■ **About this exercise**: Each line of the material that mentions the word "StringLiteral" is to be copied.

■ **Data listing**:
◆ ◆ ◆

impl<'src> Iterator for Lexer<'src> {
    type Item = Result<Token<'src>, LexError>;

    fn next(&mut self) -> Option<Self::Item> {
        if self.failed {
            return None;
        }
        match self.next_token() {
            Ok(token) => token.map(Ok),
            Err(err) => {
                self.failed = true;
                Some(Err(err))
            }
        }
    }
}

impl std::iter::FusedIterator for Lexer<'_> {}

// `_` may only sit between two digits.
fn check_separators(digits: &str) -> Result<(), LexErrorKind> {
    if digits.is_empty() {
        return Err(LexErrorKind::InvalidNumber);
    }
    if digits.starts_with('_') || digits.ends_with('_') || digits.contains("__") {
        return Err(LexErrorKind::InvalidSeparator);
    }
    Ok(())
}

#[cfg(test)]
mod tests {
    use super::*;

    fn lex(src: &str) -> Vec<(TokenKind, &str)> {
        Lexer::new(src)
            .map(|t| t.unwrap())
            .map(|t| (t.kind, t.text))
            .collect()
    }

    fn lex_no_lt(src: &str) -> Vec<(TokenKind, &str)> {
        lex(src)
            .into_iter()
            .filter(|(kind, _)| *kind != TokenKind::LineTerminator)
            .collect()
    }

    fn lex_err(src: &str) -> LexErrorKind {
        Lexer::new(src)
            .find_map(|t| t.err())
            .expect("expected a lexical error")
            .kind
    }

    fn punct(p: Punctuator) -> TokenKind {
        TokenKind::Punctuator(p)
    }

    #[test]
    fn empty_source() {
        assert!(lex("").is_empty());
        assert!(lex(" \t\u{00A0}\u{FEFF}").is_empty());
    }

    #[test]
    fn identifiers_and_keywords() {
        assert_eq!(
            lex_no_lt("var x = 42;"),
            vec![
                (TokenKind::Keyword(Keyword::Var), "var"),
                (TokenKind::Identifier, "x"),
                (punct(Punctuator::Assign), "="),
                (TokenKind::NumericLiteral, "42"),
                (punct(Punctuator::Semicolon), ";"),
            ]
        );
        assert_eq!(lex("$_ café"), vec![(TokenKind::Identifier, "$_"), (TokenKind::Identifier, "café")]);
    }

    #[test]
    fn boolean_null() {
        assert_eq!(
            lex("true false null"),
            vec![
                (TokenKind::BooleanLiteral, "true"),
                (TokenKind::BooleanLiteral, "false"),
                (TokenKind::NullLiteral, "null"),
            ]
        );
    }

    #[test]
    fn string_literals_keep_source_text() {
        assert_eq!(lex(r#""hello""#), vec![(TokenKind::StringLiteral, r#""hello""#)]);
        assert_eq!(lex(r"'it\'s'"), vec![(TokenKind::StringLiteral, r"'it\'s'")]);
        assert_eq!(lex("'a\\\r\nb'"), vec![(TokenKind::StringLiteral, "'a\\\r\nb'")]);
        assert_eq!(lex_err("'abc"), LexErrorKind::UnterminatedString);
        assert_eq!(lex_err("'ab\ncd'"), LexErrorKind::UnterminatedString);
    }

    #[test]
    fn numeric_literals() {
        for src in ["0xff", "0b1010", "0o77", "1_000", "1e3", ".5", "3.", "017", "09.5"] {
            assert_eq!(lex(src), vec![(TokenKind::NumericLiteral, src)], "{src}");
        }
        assert_eq!(lex("42n"), vec![(TokenKind::BigIntLiteral, "42n")]);
        assert_eq!(lex("0xFFn"), vec![(TokenKind::BigIntLiteral, "0xFFn")]);
        assert_eq!(lex_err("3in x"), LexErrorKind::InvalidNumber);
        assert_eq!(lex_err("1__0"), LexErrorKind::InvalidSeparator);
        assert_eq!(lex_err("0x"), LexErrorKind::InvalidNumber);
        assert_eq!(lex_err("1.5n"), LexErrorKind::InvalidNumber);
    }

    #[test]
    fn punctuators_take_longest_match() {
        assert_eq!(lex(">>>="), vec![(punct(Punctuator::UnsignedRightShiftAssign), ">>>=")]);
        assert_eq!(lex("!=="), vec![(punct(Punctuator::StrictNotEqual), "!==")]);
        assert_eq!(lex("..."), vec![(punct(Punctuator::Ellipsis), "...")]);
        assert_eq!(
            lex("a**=b"),
            vec![
                (TokenKind::Identifier, "a"),
                (punct(Punctuator::ExponentAssign), "**="),
                (TokenKind::Identifier, "b"),
            ]
        );
        assert_eq!(
            lex("x?.5:1")[1],
            (punct(Punctuator::Question), "?")
        );
    }

    #[test]
    fn comments_are_discarded() {
        assert_eq!(lex("// comment\n42")[1..], [(TokenKind::NumericLiteral, "42")]);
        assert_eq!(lex("/* block */ 42"), vec![(TokenKind::NumericLiteral, "42")]);
        assert_eq!(lex_err("/* never closed"), LexErrorKind::UnterminatedComment);
    }

    #[test]
    fn multi_line_comment_yields_line_terminator() {
        assert_eq!(
            lex("a /* x\r\n y */ b"),
            vec![
                (TokenKind::Identifier, "a"),
                (TokenKind::LineTerminator, "\r\n"),
                (TokenKind::Identifier, "b"),
            ]
        );
    }

    #[test]
    fn line_terminators() {
        assert_eq!(
            lex("a\r\nb\u{2028}c"),
            vec![
                (TokenKind::Identifier, "a"),
                (TokenKind::LineTerminator, "\r\n"),
                (TokenKind::Identifier, "b"),
                (TokenKind::LineTerminator, "\u{2028}"),
                (TokenKind::Identifier, "c"),
            ]
        );
    }

    #[test]
    fn hashbang_only_at_start() {
        assert_eq!(lex("#!/usr/bin/env node\nx")[1..], [(TokenKind::Identifier, "x")]);
        assert_eq!(lex_err(" #!/bin"), LexErrorKind::UnexpectedCharacter('#'));
    }

    #[test]
    fn private_names() {
        assert_eq!(
            lex("this.#secret"),
            vec![
                (TokenKind::Keyword(Keyword::This), "this"),
                (punct(Punctuator::Dot), "."),
                (TokenKind::PrivateName, "#secret"),
            ]
        );
    }

    #[test]
    fn unrecognized_input_is_an_error() {
        assert_eq!(lex_err("a @ b"), LexErrorKind::UnexpectedCharacter('@'));
        assert_eq!(lex_err("`tpl`"), LexErrorKind::TemplateLiteral);
        let mut lexer = Lexer::new("@ a");
        assert!(lexer.next().unwrap().is_err());
        assert!(lexer.next().is_none());
    }

    #[test]
    fn locations() {
        let tokens: Vec<_> = Lexer::new("a\n  bc").map(|t| t.unwrap()).collect();
        assert_eq!(tokens[2].location, SourceLocation { line: 2, column: 2, offset: 4 });
        assert_eq!(tokens[2].end_offset(), 6);
    }

    #[test]
    fn lexing_is_deterministic() {
        let src = "function f(a, b) { return a ** b; } /* c */ f(2, 10);";
        assert_eq!(lex(src), lex(src));
    }
}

◆ ◆ ◆

■ **Result of this exercise**:
        assert_eq!(lex(r#""hello""#), vec![(TokenKind::StringLiteral, r#""hello""#)]);
        assert_eq!(lex(r"'it\'s'"), vec![(TokenKind::StringLiteral, r"'it\'s'")]);
        assert_eq!(lex("'a\\\r\nb'"), vec![(TokenKind::StringLiteral, "'a\\\r\nb'")]);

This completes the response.